Reproduce exactly, and only, the lines below from the one containing "short transactions while" through the one containing "PRAGMAs that aren't".

▶ Provided data
============================================================

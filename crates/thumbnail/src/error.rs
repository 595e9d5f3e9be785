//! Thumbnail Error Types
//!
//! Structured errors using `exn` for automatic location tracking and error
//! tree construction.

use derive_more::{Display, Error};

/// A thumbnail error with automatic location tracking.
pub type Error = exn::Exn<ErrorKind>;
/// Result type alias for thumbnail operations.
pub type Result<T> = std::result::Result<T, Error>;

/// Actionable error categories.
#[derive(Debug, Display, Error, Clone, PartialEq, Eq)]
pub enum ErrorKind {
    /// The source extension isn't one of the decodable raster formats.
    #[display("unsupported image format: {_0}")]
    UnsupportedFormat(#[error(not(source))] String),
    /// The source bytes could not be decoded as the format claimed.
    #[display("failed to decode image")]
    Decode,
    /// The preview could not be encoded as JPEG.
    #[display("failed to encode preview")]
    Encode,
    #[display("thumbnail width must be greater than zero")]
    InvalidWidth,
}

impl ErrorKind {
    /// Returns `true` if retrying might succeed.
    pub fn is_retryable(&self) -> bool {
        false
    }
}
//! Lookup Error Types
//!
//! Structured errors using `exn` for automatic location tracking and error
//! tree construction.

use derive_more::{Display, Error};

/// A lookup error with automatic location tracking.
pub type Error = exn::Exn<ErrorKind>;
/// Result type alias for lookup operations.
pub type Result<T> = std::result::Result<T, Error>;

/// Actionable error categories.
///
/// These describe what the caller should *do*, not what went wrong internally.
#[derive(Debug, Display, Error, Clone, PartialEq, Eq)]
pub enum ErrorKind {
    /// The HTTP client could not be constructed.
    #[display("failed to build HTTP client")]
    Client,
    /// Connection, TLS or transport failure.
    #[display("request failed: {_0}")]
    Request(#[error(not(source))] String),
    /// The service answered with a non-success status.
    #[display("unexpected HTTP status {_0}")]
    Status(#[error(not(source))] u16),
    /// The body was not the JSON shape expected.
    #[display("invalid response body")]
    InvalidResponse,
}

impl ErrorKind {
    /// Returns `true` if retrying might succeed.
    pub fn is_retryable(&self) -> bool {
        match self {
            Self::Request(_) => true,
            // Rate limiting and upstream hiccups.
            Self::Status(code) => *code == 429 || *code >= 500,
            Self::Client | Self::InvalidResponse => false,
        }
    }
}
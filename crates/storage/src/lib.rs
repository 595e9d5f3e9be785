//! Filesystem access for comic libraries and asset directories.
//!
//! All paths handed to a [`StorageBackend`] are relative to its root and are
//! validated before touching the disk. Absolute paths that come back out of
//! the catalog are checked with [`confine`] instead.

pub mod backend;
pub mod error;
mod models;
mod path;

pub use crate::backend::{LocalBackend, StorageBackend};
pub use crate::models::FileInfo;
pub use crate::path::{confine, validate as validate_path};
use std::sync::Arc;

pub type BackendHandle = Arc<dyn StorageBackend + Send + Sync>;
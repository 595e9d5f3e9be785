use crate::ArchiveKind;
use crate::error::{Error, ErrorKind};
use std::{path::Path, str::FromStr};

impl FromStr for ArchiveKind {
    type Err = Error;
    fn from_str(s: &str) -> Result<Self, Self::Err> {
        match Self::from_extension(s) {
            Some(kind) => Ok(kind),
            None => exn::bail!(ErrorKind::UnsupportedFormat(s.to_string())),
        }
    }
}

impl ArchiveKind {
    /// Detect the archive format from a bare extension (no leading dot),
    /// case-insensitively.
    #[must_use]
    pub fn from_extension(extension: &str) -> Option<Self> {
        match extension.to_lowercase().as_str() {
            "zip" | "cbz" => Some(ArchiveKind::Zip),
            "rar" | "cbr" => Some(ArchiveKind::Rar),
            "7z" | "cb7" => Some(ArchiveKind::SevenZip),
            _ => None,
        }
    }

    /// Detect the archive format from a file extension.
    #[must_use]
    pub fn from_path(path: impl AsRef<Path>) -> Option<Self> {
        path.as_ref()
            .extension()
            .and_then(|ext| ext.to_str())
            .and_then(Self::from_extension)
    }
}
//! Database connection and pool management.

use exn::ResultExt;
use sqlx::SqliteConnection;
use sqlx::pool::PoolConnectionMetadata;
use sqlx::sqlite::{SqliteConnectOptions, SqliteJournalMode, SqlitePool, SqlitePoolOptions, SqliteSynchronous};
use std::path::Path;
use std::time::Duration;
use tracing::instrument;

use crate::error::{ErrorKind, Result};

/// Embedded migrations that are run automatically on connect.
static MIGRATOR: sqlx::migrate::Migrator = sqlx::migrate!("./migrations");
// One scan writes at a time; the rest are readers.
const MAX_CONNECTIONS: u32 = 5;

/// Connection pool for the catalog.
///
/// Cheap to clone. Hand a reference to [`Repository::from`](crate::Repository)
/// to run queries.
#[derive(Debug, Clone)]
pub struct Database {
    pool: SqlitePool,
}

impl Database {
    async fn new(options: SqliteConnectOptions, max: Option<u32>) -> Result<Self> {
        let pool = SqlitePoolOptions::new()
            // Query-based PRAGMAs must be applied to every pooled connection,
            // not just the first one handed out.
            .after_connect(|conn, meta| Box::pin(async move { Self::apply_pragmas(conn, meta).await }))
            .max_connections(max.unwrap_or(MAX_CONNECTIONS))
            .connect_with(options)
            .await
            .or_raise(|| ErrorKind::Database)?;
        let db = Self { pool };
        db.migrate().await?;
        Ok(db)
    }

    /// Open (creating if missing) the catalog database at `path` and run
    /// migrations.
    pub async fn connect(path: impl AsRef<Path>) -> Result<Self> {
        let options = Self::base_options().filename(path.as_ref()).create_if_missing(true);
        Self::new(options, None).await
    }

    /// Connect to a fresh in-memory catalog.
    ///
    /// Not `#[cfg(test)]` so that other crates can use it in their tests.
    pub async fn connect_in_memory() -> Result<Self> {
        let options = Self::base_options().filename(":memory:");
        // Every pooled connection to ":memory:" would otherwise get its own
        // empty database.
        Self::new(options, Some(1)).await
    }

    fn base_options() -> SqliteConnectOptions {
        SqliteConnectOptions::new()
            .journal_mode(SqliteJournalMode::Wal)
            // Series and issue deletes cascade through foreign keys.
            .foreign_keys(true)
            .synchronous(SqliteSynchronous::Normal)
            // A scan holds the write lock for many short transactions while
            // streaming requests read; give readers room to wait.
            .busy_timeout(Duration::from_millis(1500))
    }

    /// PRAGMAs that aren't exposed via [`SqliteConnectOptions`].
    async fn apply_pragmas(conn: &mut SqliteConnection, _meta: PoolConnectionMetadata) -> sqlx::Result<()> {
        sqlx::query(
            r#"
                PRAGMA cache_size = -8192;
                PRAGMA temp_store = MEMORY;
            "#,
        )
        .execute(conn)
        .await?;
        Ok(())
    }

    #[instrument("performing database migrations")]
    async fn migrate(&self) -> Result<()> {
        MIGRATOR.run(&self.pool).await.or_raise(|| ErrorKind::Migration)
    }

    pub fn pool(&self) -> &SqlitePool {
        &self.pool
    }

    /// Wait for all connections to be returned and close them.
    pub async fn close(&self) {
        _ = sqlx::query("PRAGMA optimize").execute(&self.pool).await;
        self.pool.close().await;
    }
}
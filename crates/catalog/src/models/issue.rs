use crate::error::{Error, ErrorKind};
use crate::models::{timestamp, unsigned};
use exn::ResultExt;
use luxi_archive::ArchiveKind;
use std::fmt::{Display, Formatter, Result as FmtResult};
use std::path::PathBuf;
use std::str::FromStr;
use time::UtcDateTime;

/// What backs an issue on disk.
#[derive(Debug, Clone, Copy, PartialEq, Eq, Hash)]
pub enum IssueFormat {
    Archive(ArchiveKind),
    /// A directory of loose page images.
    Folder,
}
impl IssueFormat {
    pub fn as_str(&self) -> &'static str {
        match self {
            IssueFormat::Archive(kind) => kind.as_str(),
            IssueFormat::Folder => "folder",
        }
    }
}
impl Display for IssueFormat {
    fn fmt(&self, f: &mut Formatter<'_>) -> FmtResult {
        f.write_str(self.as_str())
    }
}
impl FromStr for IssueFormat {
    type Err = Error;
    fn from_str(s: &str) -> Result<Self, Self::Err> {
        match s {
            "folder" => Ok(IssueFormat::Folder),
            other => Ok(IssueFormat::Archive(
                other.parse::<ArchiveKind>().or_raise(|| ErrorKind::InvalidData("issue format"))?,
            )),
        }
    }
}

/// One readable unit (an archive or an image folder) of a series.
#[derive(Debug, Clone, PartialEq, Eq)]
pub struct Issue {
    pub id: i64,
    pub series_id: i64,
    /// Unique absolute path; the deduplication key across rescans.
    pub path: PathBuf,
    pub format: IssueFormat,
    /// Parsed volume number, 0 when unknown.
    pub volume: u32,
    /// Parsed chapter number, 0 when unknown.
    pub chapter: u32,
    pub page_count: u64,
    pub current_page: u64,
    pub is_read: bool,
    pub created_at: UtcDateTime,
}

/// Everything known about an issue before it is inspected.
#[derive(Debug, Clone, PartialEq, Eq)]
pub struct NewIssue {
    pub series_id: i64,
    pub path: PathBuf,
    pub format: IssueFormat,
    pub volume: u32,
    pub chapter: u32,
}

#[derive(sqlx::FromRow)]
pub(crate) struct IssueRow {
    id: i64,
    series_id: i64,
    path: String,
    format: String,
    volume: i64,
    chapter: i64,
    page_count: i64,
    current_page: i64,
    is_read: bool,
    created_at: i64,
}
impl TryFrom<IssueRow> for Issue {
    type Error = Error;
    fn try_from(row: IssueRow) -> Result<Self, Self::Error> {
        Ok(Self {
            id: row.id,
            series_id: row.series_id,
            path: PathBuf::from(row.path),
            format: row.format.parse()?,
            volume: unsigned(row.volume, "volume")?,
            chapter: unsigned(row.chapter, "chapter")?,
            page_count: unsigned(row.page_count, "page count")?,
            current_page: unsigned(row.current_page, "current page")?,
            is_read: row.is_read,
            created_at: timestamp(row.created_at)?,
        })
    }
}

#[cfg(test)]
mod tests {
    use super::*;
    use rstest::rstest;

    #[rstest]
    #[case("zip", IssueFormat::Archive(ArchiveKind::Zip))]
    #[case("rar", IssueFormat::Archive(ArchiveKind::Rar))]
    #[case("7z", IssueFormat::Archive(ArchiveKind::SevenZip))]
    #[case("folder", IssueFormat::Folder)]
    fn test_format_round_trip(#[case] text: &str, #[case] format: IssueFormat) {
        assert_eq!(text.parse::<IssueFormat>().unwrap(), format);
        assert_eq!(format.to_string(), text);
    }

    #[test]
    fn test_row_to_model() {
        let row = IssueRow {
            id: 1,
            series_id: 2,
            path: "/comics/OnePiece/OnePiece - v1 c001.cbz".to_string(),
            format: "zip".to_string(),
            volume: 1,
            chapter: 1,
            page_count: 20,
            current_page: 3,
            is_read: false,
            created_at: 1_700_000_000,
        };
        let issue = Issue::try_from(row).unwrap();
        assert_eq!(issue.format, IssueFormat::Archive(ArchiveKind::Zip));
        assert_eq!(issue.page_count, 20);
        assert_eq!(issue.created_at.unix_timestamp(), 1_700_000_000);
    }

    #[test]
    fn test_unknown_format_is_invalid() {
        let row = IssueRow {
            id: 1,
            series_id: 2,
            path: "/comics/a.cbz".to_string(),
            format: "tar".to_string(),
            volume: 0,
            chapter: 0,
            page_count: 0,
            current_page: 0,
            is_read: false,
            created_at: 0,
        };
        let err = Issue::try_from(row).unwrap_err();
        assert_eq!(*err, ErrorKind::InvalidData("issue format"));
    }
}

============================================================

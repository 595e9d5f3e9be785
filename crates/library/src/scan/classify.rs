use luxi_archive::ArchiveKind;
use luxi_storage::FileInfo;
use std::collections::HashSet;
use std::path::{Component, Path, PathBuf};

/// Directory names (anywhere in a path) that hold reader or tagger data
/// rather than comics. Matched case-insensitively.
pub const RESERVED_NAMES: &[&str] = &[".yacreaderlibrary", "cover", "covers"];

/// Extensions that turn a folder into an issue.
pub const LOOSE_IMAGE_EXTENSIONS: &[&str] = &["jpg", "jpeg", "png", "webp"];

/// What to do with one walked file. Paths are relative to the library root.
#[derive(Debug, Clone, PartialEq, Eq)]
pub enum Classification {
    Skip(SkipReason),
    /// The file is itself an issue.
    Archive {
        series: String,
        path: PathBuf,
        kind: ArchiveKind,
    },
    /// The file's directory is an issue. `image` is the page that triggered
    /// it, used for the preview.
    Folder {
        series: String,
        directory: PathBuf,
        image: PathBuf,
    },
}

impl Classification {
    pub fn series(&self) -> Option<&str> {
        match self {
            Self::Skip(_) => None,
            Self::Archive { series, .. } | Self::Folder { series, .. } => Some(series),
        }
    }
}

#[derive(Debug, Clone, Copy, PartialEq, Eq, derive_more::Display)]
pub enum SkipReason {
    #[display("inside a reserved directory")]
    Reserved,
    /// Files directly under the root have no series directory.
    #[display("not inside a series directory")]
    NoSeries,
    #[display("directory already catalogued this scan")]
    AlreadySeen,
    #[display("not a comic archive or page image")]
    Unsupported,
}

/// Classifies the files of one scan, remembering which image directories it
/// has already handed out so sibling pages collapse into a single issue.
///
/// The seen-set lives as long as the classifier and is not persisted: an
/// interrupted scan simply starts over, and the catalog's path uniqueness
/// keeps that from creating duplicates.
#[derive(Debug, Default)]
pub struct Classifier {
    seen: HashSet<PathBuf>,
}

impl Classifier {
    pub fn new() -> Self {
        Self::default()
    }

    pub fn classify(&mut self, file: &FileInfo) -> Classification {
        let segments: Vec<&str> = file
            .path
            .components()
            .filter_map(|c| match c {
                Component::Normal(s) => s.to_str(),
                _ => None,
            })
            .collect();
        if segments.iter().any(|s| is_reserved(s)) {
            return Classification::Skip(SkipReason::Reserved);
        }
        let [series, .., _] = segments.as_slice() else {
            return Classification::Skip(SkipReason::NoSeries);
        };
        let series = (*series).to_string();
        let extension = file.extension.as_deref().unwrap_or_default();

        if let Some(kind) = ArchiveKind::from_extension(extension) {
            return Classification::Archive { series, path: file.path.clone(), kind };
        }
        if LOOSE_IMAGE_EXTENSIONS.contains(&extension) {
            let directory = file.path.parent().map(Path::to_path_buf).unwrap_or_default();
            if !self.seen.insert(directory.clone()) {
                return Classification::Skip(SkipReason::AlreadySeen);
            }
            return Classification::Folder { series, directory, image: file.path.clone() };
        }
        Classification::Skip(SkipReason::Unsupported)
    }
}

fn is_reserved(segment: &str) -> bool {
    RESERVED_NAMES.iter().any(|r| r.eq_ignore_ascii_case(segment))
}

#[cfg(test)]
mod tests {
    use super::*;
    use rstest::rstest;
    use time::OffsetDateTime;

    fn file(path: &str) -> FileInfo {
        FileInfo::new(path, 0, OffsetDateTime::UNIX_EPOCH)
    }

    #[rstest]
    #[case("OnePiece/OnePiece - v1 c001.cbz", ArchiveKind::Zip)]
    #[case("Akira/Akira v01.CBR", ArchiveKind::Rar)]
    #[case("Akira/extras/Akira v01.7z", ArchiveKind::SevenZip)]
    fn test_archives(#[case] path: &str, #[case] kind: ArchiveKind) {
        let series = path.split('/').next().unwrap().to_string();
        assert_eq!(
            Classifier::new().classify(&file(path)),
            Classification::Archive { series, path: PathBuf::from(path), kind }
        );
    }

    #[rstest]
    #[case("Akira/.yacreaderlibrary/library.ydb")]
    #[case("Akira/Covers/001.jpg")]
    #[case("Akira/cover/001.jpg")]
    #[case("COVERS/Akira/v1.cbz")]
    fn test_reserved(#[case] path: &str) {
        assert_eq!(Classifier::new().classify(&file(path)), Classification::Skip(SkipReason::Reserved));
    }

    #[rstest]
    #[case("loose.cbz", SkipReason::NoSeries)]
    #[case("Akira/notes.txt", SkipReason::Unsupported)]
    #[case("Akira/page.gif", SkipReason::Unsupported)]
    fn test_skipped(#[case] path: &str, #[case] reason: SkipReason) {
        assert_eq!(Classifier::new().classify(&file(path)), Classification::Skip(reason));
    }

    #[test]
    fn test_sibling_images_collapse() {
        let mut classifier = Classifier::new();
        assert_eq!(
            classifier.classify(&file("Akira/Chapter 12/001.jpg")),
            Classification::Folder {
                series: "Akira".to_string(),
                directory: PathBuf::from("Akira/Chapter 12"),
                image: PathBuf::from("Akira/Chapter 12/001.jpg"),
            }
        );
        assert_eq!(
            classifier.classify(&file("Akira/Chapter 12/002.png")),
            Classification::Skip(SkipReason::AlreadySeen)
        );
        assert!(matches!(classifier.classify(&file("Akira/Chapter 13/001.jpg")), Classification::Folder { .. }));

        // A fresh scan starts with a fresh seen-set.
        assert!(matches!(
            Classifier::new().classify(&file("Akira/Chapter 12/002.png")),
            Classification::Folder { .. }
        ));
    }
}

============================================================

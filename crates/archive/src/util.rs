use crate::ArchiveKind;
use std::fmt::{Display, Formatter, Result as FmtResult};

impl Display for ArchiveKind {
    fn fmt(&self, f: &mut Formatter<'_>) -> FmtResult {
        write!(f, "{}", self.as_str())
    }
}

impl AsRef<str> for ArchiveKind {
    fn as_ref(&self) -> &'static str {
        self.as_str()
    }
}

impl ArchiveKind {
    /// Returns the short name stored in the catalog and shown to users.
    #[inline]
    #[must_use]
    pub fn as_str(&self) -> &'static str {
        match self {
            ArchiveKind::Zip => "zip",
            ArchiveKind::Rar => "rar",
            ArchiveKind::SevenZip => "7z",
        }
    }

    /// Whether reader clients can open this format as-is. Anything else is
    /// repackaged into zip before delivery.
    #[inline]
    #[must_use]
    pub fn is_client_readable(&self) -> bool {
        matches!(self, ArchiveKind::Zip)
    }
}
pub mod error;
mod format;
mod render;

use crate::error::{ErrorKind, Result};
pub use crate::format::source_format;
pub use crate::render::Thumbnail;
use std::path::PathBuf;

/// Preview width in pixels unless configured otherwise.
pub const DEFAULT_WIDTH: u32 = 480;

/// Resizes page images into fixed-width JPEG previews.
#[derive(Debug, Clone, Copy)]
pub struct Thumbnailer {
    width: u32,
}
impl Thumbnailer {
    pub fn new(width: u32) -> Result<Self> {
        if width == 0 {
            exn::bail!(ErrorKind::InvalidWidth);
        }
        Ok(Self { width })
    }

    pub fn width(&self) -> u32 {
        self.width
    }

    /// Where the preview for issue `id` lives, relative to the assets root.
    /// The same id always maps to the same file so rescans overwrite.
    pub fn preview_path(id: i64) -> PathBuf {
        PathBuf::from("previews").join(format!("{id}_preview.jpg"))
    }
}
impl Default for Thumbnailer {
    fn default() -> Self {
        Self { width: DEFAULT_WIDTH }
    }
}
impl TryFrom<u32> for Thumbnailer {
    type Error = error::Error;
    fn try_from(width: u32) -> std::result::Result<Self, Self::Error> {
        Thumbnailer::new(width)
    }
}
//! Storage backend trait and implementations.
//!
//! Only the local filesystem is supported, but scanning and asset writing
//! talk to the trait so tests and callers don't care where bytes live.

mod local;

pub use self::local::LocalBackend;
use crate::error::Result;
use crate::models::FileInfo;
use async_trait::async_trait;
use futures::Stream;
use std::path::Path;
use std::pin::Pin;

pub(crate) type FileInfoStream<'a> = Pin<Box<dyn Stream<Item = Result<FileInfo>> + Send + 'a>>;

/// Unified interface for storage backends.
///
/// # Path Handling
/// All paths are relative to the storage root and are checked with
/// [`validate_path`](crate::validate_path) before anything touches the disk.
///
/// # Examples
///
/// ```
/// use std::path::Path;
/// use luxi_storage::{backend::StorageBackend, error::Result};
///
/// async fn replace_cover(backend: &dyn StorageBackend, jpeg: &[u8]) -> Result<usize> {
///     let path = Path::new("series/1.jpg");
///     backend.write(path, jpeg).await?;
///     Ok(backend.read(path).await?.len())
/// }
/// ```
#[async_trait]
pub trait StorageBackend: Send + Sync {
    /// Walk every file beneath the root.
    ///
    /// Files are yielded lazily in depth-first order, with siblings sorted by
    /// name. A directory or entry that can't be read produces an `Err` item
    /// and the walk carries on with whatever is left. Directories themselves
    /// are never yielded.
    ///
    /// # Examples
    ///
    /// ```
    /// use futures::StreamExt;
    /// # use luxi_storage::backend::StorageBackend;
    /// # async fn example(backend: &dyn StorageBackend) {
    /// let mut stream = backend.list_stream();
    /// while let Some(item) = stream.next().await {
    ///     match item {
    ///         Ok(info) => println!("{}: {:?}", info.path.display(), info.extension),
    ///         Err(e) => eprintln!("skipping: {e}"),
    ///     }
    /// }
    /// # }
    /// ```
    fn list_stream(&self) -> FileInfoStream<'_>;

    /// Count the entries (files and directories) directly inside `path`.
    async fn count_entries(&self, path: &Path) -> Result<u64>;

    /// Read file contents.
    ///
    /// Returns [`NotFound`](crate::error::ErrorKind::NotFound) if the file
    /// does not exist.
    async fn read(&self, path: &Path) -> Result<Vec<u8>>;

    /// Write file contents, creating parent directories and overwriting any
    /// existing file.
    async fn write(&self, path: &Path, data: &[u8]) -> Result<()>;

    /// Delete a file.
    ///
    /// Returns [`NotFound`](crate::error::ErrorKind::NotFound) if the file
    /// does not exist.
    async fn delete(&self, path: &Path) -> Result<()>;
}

============================================================

▶ Exercise response
            // A scan holds the write lock for many short transactions while
            // streaming requests read; give readers room to wait.
            .busy_timeout(Duration::from_millis(1500))
    }

    /// PRAGMAs that aren't exposed via [`SqliteConnectOptions`].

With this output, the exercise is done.